WHAT IS EXPECTED ▸
In the entries, find all lines that hold the word "Serializer" and copy them.

DATA SHOWN ▸
※
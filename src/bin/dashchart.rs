use anyhow::{Context, Result};
use clap::{Args, Parser, Subcommand};
use dashchart::counter::{CounterOptions, get_counter_data};
use dashchart::funnel::{FunnelOptions, prepare_funnel_data};
use dashchart::table::{prepare_details, prepare_table};
use dashchart::{Size, get_options, render_figure, stats, storage};
use serde::Serialize;
use serde_json::Value;
use std::path::{Path, PathBuf};

#[derive(Parser, Debug)]
#[command(
    name = "dashchart",
    version,
    about = "Turn query results and saved visualization options into chart figures"
)]
struct Cli {
    #[command(subcommand)]
    cmd: Command,
}

#[derive(Subcommand, Debug)]
enum Command {
    /// Build a Plotly figure (data + layout) from a query result.
    Chart(ChartArgs),
    /// Compute counter values.
    Counter(ViewArgs),
    /// Compute funnel steps.
    Funnel(ViewArgs),
    /// Format a query result as a table (or the details of its first row).
    Table(TableArgs),
}

#[derive(Args, Debug)]
struct Input {
    /// Query result: `.csv`, or JSON (`{columns, rows}` or `{query_result: {data}}`).
    #[arg(short, long)]
    data: PathBuf,
    /// Saved visualization options (JSON). Defaults apply when omitted.
    #[arg(short, long)]
    options: Option<PathBuf>,
    /// Write the result here instead of stdout.
    #[arg(long)]
    out: Option<PathBuf>,
}

#[derive(Args, Debug)]
struct ChartArgs {
    #[command(flatten)]
    input: Input,
    /// Container width in pixels.
    #[arg(long, default_value_t = 800.0)]
    width: f64,
    /// Container height in pixels.
    #[arg(long, default_value_t = 400.0)]
    height: f64,
    /// Print summary statistics of the numeric columns to stderr.
    #[arg(long, default_value_t = false)]
    stats: bool,
}

#[derive(Args, Debug)]
struct ViewArgs {
    #[command(flatten)]
    input: Input,
    /// Visualization name, used as the default counter label.
    #[arg(long, default_value = "")]
    name: String,
}

#[derive(Args, Debug)]
struct TableArgs {
    #[command(flatten)]
    input: Input,
    /// Show only the first row as a details list.
    #[arg(long, default_value_t = false)]
    details: bool,
}

fn fmt_opt(v: Option<f64>) -> String {
    match v {
        Some(x) if x.is_finite() => {
            let s = format!("{:.4}", x);
            s.trim_end_matches('0').trim_end_matches('.').to_string()
        }
        _ => "NA".to_string(),
    }
}

fn read_options(path: Option<&Path>) -> Result<Value> {
    match path {
        Some(p) => {
            let text =
                std::fs::read_to_string(p).with_context(|| format!("reading {}", p.display()))?;
            serde_json::from_str(&text).with_context(|| format!("parsing {}", p.display()))
        }
        None => Ok(Value::Object(Default::default())),
    }
}

fn emit<T: Serialize + ?Sized>(value: &T, out: Option<&Path>) -> Result<()> {
    match out {
        Some(path) => {
            storage::save_json(value, path)?;
            eprintln!("Wrote {}", path.display());
        }
        None => println!("{}", serde_json::to_string_pretty(value)?),
    }
    Ok(())
}

fn main() -> Result<()> {
    env_logger::init();
    let cli = Cli::parse();
    match cli.cmd {
        Command::Chart(args) => cmd_chart(args),
        Command::Counter(args) => cmd_counter(args),
        Command::Funnel(args) => cmd_funnel(args),
        Command::Table(args) => cmd_table(args),
    }
}

fn cmd_chart(args: ChartArgs) -> Result<()> {
    let result = storage::load_query_result(&args.input.data)?;
    let options = get_options(&read_options(args.input.options.as_deref())?)?;
    let figure = render_figure(&result, &options, Size::new(args.width, args.height))?;

    if args.stats {
        for column in result.columns.iter().filter(|c| c.kind.is_some_and(|k| k.is_numeric())) {
            let s = stats::summarize(&column.name, &storage::column_values(&result, &column.name));
            eprintln!(
                "{}  count={} missing={}  min={} max={} mean={} median={}",
                s.name,
                s.count,
                s.missing,
                fmt_opt(s.min),
                fmt_opt(s.max),
                fmt_opt(s.mean),
                fmt_opt(s.median)
            );
        }
    }
    emit(&figure, args.input.out.as_deref())
}

fn cmd_counter(args: ViewArgs) -> Result<()> {
    let result = storage::load_query_result(&args.input.data)?;
    let options: CounterOptions = serde_json::from_value(read_options(args.input.options.as_deref())?)
        .context("invalid counter options")?;
    match get_counter_data(&result.rows, &options, &args.name) {
        Some(data) => emit(&data, args.input.out.as_deref()),
        None => emit(&Value::Null, args.input.out.as_deref()),
    }
}

fn cmd_funnel(args: ViewArgs) -> Result<()> {
    let result = storage::load_query_result(&args.input.data)?;
    let options: FunnelOptions = serde_json::from_value(read_options(args.input.options.as_deref())?)
        .context("invalid funnel options")?;
    emit(&prepare_funnel_data(&result.rows, &options), args.input.out.as_deref())
}

fn cmd_table(args: TableArgs) -> Result<()> {
    let result = storage::load_query_result(&args.input.data)?;
    let saved = read_options(args.input.options.as_deref())?;
    let columns: Vec<Value> = saved
        .get("columns")
        .and_then(Value::as_array)
        .cloned()
        .unwrap_or_default();
    let out = args.input.out.as_deref();

    if args.details {
        return emit(&prepare_details(&result, &columns), out);
    }
    let table = prepare_table(&result, &columns);
    match out {
        Some(path) if path.extension().is_some_and(|e| e.eq_ignore_ascii_case("csv")) => {
            storage::save_table_csv(&table, path)?;
            eprintln!("Saved {} rows to {}", table.rows.len(), path.display());
            Ok(())
        }
        _ => emit(&table, out),
    }
}
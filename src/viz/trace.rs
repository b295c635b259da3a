//! Renderer trace shapes, serialized field-for-field to the Plotly schema.
//!
//! Each trace also carries a non-serialized `source_data` side channel mapping an
//! x value back to the prepared point, used for hover text and the update pass.

use super::types::ChartType;
use crate::color::ScaleStops;
use crate::format::value_key;
use crate::models::Row;
use ahash::AHashMap;
use serde::{Serialize, Serializer};
use serde_json::Value;
use std::sync::Arc;

/// One prepared point, as referenced from `source_data`.
#[derive(Debug, Clone, PartialEq)]
pub struct SourcePoint {
    /// Normalized x (datetime axes reformatted).
    pub x: Value,
    /// Cleaned y (number or null), or the raw value for bubble/scatter.
    pub y: Value,
    pub y_error: Option<Value>,
    pub size: Option<Value>,
    pub y_percent: Option<f64>,
    /// Original x and y before normalization.
    pub orig_x: Value,
    pub orig_y: Value,
    pub raw: Arc<Row>,
}

/// x value -> prepared points. Duplicates are kept; lookups return the last one.
#[derive(Debug, Clone, Default, PartialEq)]
pub struct SourceData {
    points: Vec<SourcePoint>,
    index: AHashMap<String, usize>,
}

impl SourceData {
    pub fn push(&mut self, point: SourcePoint) {
        self.index.insert(value_key(&point.x), self.points.len());
        self.points.push(point);
    }

    pub fn get(&self, x: &Value) -> Option<&SourcePoint> {
        self.index.get(&value_key(x)).map(|&i| &self.points[i])
    }

    pub fn iter(&self) -> impl Iterator<Item = &SourcePoint> {
        self.points.iter()
    }

    pub fn iter_mut(&mut self) -> impl Iterator<Item = &mut SourcePoint> {
        self.points.iter_mut()
    }

    pub fn len(&self) -> usize {
        self.points.len()
    }

    pub fn is_empty(&self) -> bool {
        self.points.is_empty()
    }
}

fn ser_visible<S: Serializer>(visible: &bool, s: S) -> Result<S::Ok, S::Error> {
    if *visible {
        s.serialize_bool(true)
    } else {
        s.serialize_str("legendonly")
    }
}

#[derive(Debug, Clone, Default, PartialEq, Serialize)]
pub struct Marker {
    #[serde(skip_serializing_if = "Option::is_none")]
    pub color: Option<String>,
    #[serde(skip_serializing_if = "Option::is_none")]
    pub size: Option<Value>,
    #[serde(skip_serializing_if = "Option::is_none")]
    pub sizemode: Option<String>,
}

#[derive(Debug, Clone, PartialEq, Serialize)]
pub struct Font<C> {
    pub color: C,
}

#[derive(Debug, Clone, PartialEq, Serialize)]
pub struct ErrorBars {
    #[serde(rename = "type")]
    pub kind: String,
    pub visible: bool,
    pub array: Vec<Value>,
    pub color: String,
}

/// Bar, scatter-family and box traces.
#[derive(Debug, Clone, PartialEq, Serialize)]
pub struct XyTrace {
    #[serde(rename = "type")]
    pub kind: &'static str,
    pub name: String,
    #[serde(serialize_with = "ser_visible")]
    pub visible: bool,
    pub x: Vec<Value>,
    pub y: Vec<Value>,
    #[serde(skip_serializing_if = "Option::is_none")]
    pub mode: Option<String>,
    #[serde(skip_serializing_if = "Option::is_none")]
    pub fill: Option<&'static str>,
    #[serde(skip_serializing_if = "Option::is_none")]
    pub offsetgroup: Option<String>,
    #[serde(skip_serializing_if = "Option::is_none")]
    pub orientation: Option<&'static str>,
    #[serde(skip_serializing_if = "Option::is_none")]
    pub xaxis: Option<&'static str>,
    #[serde(skip_serializing_if = "Option::is_none")]
    pub yaxis: Option<&'static str>,
    pub marker: Marker,
    pub insidetextfont: Font<&'static str>,
    #[serde(rename = "error_y")]
    pub error_y: ErrorBars,
    pub text: Vec<String>,
    #[serde(skip_serializing_if = "Option::is_none")]
    pub textposition: Option<&'static str>,
    /// `"text+x+name"`-style flags, or `false` for boxes.
    pub hoverinfo: Value,
    #[serde(skip_serializing_if = "Option::is_none")]
    pub boxpoints: Option<&'static str>,
    #[serde(skip_serializing_if = "Option::is_none")]
    pub jitter: Option<f64>,
    #[serde(skip_serializing_if = "Option::is_none")]
    pub pointpos: Option<f64>,
    /// Series name before display-name overrides.
    #[serde(skip)]
    pub series_name: String,
    /// Effective per-series chart type.
    #[serde(skip)]
    pub series_kind: ChartType,
    #[serde(skip)]
    pub source_data: SourceData,
}

impl XyTrace {
    /// True when this trace is drawn against the secondary value axis.
    pub fn on_secondary_axis(&self) -> bool {
        self.yaxis == Some("y2") || self.xaxis == Some("x2")
    }
}

#[derive(Debug, Clone, PartialEq, Serialize)]
pub struct PieMarker {
    pub colors: Vec<String>,
}

#[derive(Debug, Clone, PartialEq, Serialize)]
pub struct Domain {
    pub x: [f64; 2],
    pub y: [f64; 2],
}

#[derive(Debug, Clone, PartialEq, Serialize)]
pub struct PieTrace {
    #[serde(rename = "type")]
    pub kind: &'static str,
    pub name: String,
    #[serde(serialize_with = "ser_visible")]
    pub visible: bool,
    pub values: Vec<Value>,
    pub labels: Vec<Value>,
    pub hole: f64,
    pub marker: PieMarker,
    pub hoverinfo: Value,
    pub text: Vec<String>,
    pub textinfo: &'static str,
    pub textposition: &'static str,
    pub textfont: Font<Vec<&'static str>>,
    pub direction: super::types::Direction,
    pub domain: Domain,
    pub sort: bool,
    #[serde(skip)]
    pub source_data: SourceData,
}

/// Heatmap color scale: a renderer preset name or explicit stops.
#[derive(Debug, Clone, PartialEq, Serialize)]
#[serde(untagged)]
pub enum ColorScale {
    Named(String),
    Stops(ScaleStops),
}

#[derive(Debug, Clone, PartialEq, Serialize)]
pub struct HeatmapTrace {
    #[serde(rename = "type")]
    pub kind: &'static str,
    pub name: String,
    pub x: Vec<Value>,
    pub y: Vec<Value>,
    pub z: Vec<Vec<Value>>,
    pub colorscale: ColorScale,
}

/// Text-only overlay (heatmap cell labels).
#[derive(Debug, Clone, PartialEq, Serialize)]
pub struct TextTrace {
    #[serde(rename = "type")]
    pub kind: &'static str,
    pub mode: &'static str,
    pub x: Vec<Value>,
    pub y: Vec<Value>,
    pub text: Vec<String>,
    pub textfont: Font<Vec<&'static str>>,
    pub hoverinfo: &'static str,
    pub showlegend: bool,
}

#[derive(Debug, Clone, PartialEq, Serialize)]
#[serde(untagged)]
pub enum Trace {
    Xy(XyTrace),
    Pie(PieTrace),
    Heatmap(HeatmapTrace),
    Text(TextTrace),
}

impl Trace {
    pub fn is_visible(&self) -> bool {
        match self {
            Trace::Xy(t) => t.visible,
            Trace::Pie(t) => t.visible,
            Trace::Heatmap(_) | Trace::Text(_) => true,
        }
    }

    /// Heatmaps and label overlays have no visibility toggle.
    pub fn set_visible(&mut self, visible: bool) {
        match self {
            Trace::Xy(t) => t.visible = visible,
            Trace::Pie(t) => t.visible = visible,
            Trace::Heatmap(_) | Trace::Text(_) => {}
        }
    }

    /// Name used to toggle visibility (the series name, not the display name).
    pub fn series_name(&self) -> Option<&str> {
        match self {
            Trace::Xy(t) => Some(&t.series_name),
            Trace::Pie(t) => Some(&t.name),
            Trace::Heatmap(_) | Trace::Text(_) => None,
        }
    }

    /// Entries this trace contributes to the legend.
    pub fn legend_labels(&self) -> Vec<String> {
        match self {
            Trace::Xy(t) => vec![t.name.clone()],
            Trace::Pie(t) => t.labels.iter().map(crate::format::display_value).collect(),
            Trace::Heatmap(_) | Trace::Text(_) => Vec::new(),
        }
    }
}

/// Prepared chart: traces plus layout, ready for the renderer.
#[derive(Debug, Clone, PartialEq, Serialize)]
pub struct Figure {
    pub data: Vec<Trace>,
    pub layout: Value,
    /// Data handed to user-defined custom charts; they are never evaluated here.
    #[serde(skip_serializing_if = "Option::is_none")]
    pub custom: Option<super::prepare::CustomChartData>,
}
//! Counter visualization: one headline value, an optional target and the trend between them.

use crate::format::{NumberFormatter, ValueFormatter, clean_number, display_value};
use crate::models::{Row, de_i64_from_string_or_number};
use serde::{Deserialize, Serialize};
use serde_json::Value;

/// Saved counter options.
#[derive(Debug, Clone, PartialEq, Serialize, Deserialize)]
#[serde(rename_all = "camelCase", default)]
pub struct CounterOptions {
    pub counter_label: String,
    pub counter_col_name: String,
    #[serde(deserialize_with = "de_i64_from_string_or_number")]
    pub row_number: i64,
    pub target_col_name: Option<String>,
    #[serde(deserialize_with = "de_i64_from_string_or_number")]
    pub target_row_number: i64,
    #[serde(deserialize_with = "de_i64_from_string_or_number")]
    pub string_decimal: i64,
    pub string_dec_char: String,
    pub string_thou_sep: String,
    pub string_prefix: Option<String>,
    pub string_suffix: Option<String>,
    pub tooltip_format: String,
    pub format_target_value: bool,
    pub count_row: bool,
}

impl Default for CounterOptions {
    fn default() -> Self {
        Self {
            counter_label: String::new(),
            counter_col_name: "counter".to_string(),
            row_number: 1,
            target_col_name: None,
            target_row_number: 1,
            string_decimal: 0,
            string_dec_char: ".".to_string(),
            string_thou_sep: ",".to_string(),
            string_prefix: None,
            string_suffix: None,
            tooltip_format: "0,0.000".to_string(),
            format_target_value: false,
            count_row: false,
        }
    }
}

#[derive(Debug, Clone, PartialEq, Serialize)]
#[serde(rename_all = "camelCase")]
pub struct CounterData {
    pub counter_label: String,
    pub counter_value: String,
    pub counter_value_tooltip: String,
    /// `None` when no target column is configured.
    pub target_value: Option<String>,
    pub target_value_tooltip: String,
    pub show_trend: bool,
    pub trend_positive: bool,
}

/// Row index for a 1-based, wrapping row number. `0` is the first row and negative
/// numbers count from the end.
pub fn get_row_number(index: i64, rows_count: usize) -> usize {
    if index == 0 || rows_count == 0 {
        return 0;
    }
    let wrapped = ((index.unsigned_abs() - 1) % rows_count as u64) as usize;
    if index > 0 {
        wrapped
    } else {
        rows_count - wrapped - 1
    }
}

fn cell(rows: &[Row], index: i64, column: &str) -> Value {
    rows.get(get_row_number(index, rows.len()))
        .and_then(|row| row.get(column))
        .cloned()
        .unwrap_or(Value::Null)
}

fn value_formatter(options: &CounterOptions) -> NumberFormatter {
    let decimals = options.string_decimal.clamp(0, 20) as usize;
    let mut format = if options.string_thou_sep.is_empty() {
        String::from("0")
    } else {
        String::from("0,0")
    };
    if decimals > 0 {
        format.push('.');
        format.push_str(&"0".repeat(decimals));
    }
    NumberFormatter::with_separators(&format, &options.string_thou_sep, &options.string_dec_char)
}

/// Numbers get the counter's separators and affixes; anything else is shown as is.
fn format_value(value: &Value, options: &CounterOptions) -> String {
    match value {
        Value::Number(_) => format!(
            "{}{}{}",
            options.string_prefix.as_deref().unwrap_or(""),
            value_formatter(options).format(value),
            options.string_suffix.as_deref().unwrap_or(""),
        ),
        other => display_value(other),
    }
}

fn format_tooltip(value: &Value, format: &str) -> String {
    match value {
        Value::Number(_) => NumberFormatter::new(format).format(value),
        other => display_value(other),
    }
}

/// Counter values for `rows`. `None` when there is nothing to show.
pub fn get_counter_data(
    rows: &[Row],
    options: &CounterOptions,
    visualization_name: &str,
) -> Option<CounterData> {
    if rows.is_empty() && !options.count_row {
        return None;
    }
    let counter = if options.count_row {
        Value::from(rows.len())
    } else if options.counter_col_name.is_empty() {
        Value::Null
    } else {
        cell(rows, options.row_number, &options.counter_col_name)
    };
    let target = options
        .target_col_name
        .as_deref()
        .filter(|c| !c.is_empty())
        .map(|column| cell(rows, options.target_row_number, column));

    let (show_trend, trend_positive) = match (&counter, target.as_ref().and_then(clean_number)) {
        (Value::Number(n), Some(t)) => match n.as_f64() {
            Some(c) if c.is_finite() => (true, c - t >= 0.0),
            _ => (false, false),
        },
        _ => (false, false),
    };

    let target_value = target.as_ref().map(|t| {
        if options.format_target_value {
            format_value(t, options)
        } else {
            match clean_number(t) {
                Some(_) => NumberFormatter::new("0[.]00[0]").format(t),
                None => display_value(t),
            }
        }
    });

    let label = if options.counter_label.is_empty() {
        visualization_name.to_string()
    } else {
        options.counter_label.clone()
    };
    Some(CounterData {
        counter_label: label,
        counter_value: format_value(&counter, options),
        counter_value_tooltip: format_tooltip(&counter, &options.tooltip_format),
        target_value,
        target_value_tooltip: format_tooltip(target.as_ref().unwrap_or(&Value::Null), &options.tooltip_format),
        show_trend,
        trend_positive,
    })
}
※
YOUR RESPONSE ▸
use serde::{Serialize, Serializer};
fn ser_visible<S: Serializer>(visible: &bool, s: S) -> Result<S::Ok, S::Error> {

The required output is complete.